▶ **YOUR ASSIGNMENT**:
In the entries below, find each line bearing the string "targets" and copy it.

-------- DATASET EXCERPTS

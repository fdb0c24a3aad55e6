//! Forecasting models
//!
//! Each model comes as a pair: an untrained configuration implementing the
//! training trait, and the trained state it produces.

use crate::error::Result;
use crate::features::FeatureVector;
use chrono::NaiveDate;
use serde::{Deserialize, Serialize};
use std::fmt::Debug;

/// Expected aggregate volume for one date with its uncertainty band
#[derive(Debug, Clone, Copy, PartialEq, Serialize, Deserialize)]
pub struct TrendEstimate {
    pub expected: f64,
    pub lower: f64,
    pub upper: f64,
}

/// Trained univariate trend model
pub trait TrainedTrendModel: Debug {
    /// Estimate the aggregate level at `date`
    fn estimate(&self, date: NaiveDate) -> Result<TrendEstimate>;

    /// Name of the model
    fn name(&self) -> &str;
}

/// Trend model that can be trained on a daily aggregate series
pub trait TrendModel: Debug + Clone {
    /// The type of trained model produced
    type Trained: TrainedTrendModel;

    /// Train on `(date, total quantity)` pairs in ascending date order
    fn train(&self, history: &[(NaiveDate, f64)]) -> Result<Self::Trained>;

    /// Get the name of the model
    fn name(&self) -> &str;
}

/// Trained feature-based regression model
pub trait TrainedRegressionModel: Debug {
    /// Predict the target for one feature vector
    fn predict(&self, features: &FeatureVector) -> f64;

    /// Predict the target for many feature vectors
    fn predict_batch(&self, rows: &[FeatureVector]) -> Vec<f64> {
        rows.iter().map(|row| self.predict(row)).collect()
    }

    /// Name of the model
    fn name(&self) -> &str;
}

/// Regression model that can be trained on feature vectors
pub trait RegressionModel: Debug + Clone {
    /// The type of trained model produced
    type Trained: TrainedRegressionModel;

    /// Train on feature rows and their targets
    fn train(&self, features: &[FeatureVector], targets: &[f64]) -> Result<Self::Trained>;

    /// Get the name of the model
    fn name(&self) -> &str;
}

pub mod gradient_boosting;
pub mod trend;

----------------

▶ **SOLUTION TO THIS TASK**:
    /// Train on feature rows and their targets
    fn train(&self, features: &[FeatureVector], targets: &[f64]) -> Result<Self::Trained>;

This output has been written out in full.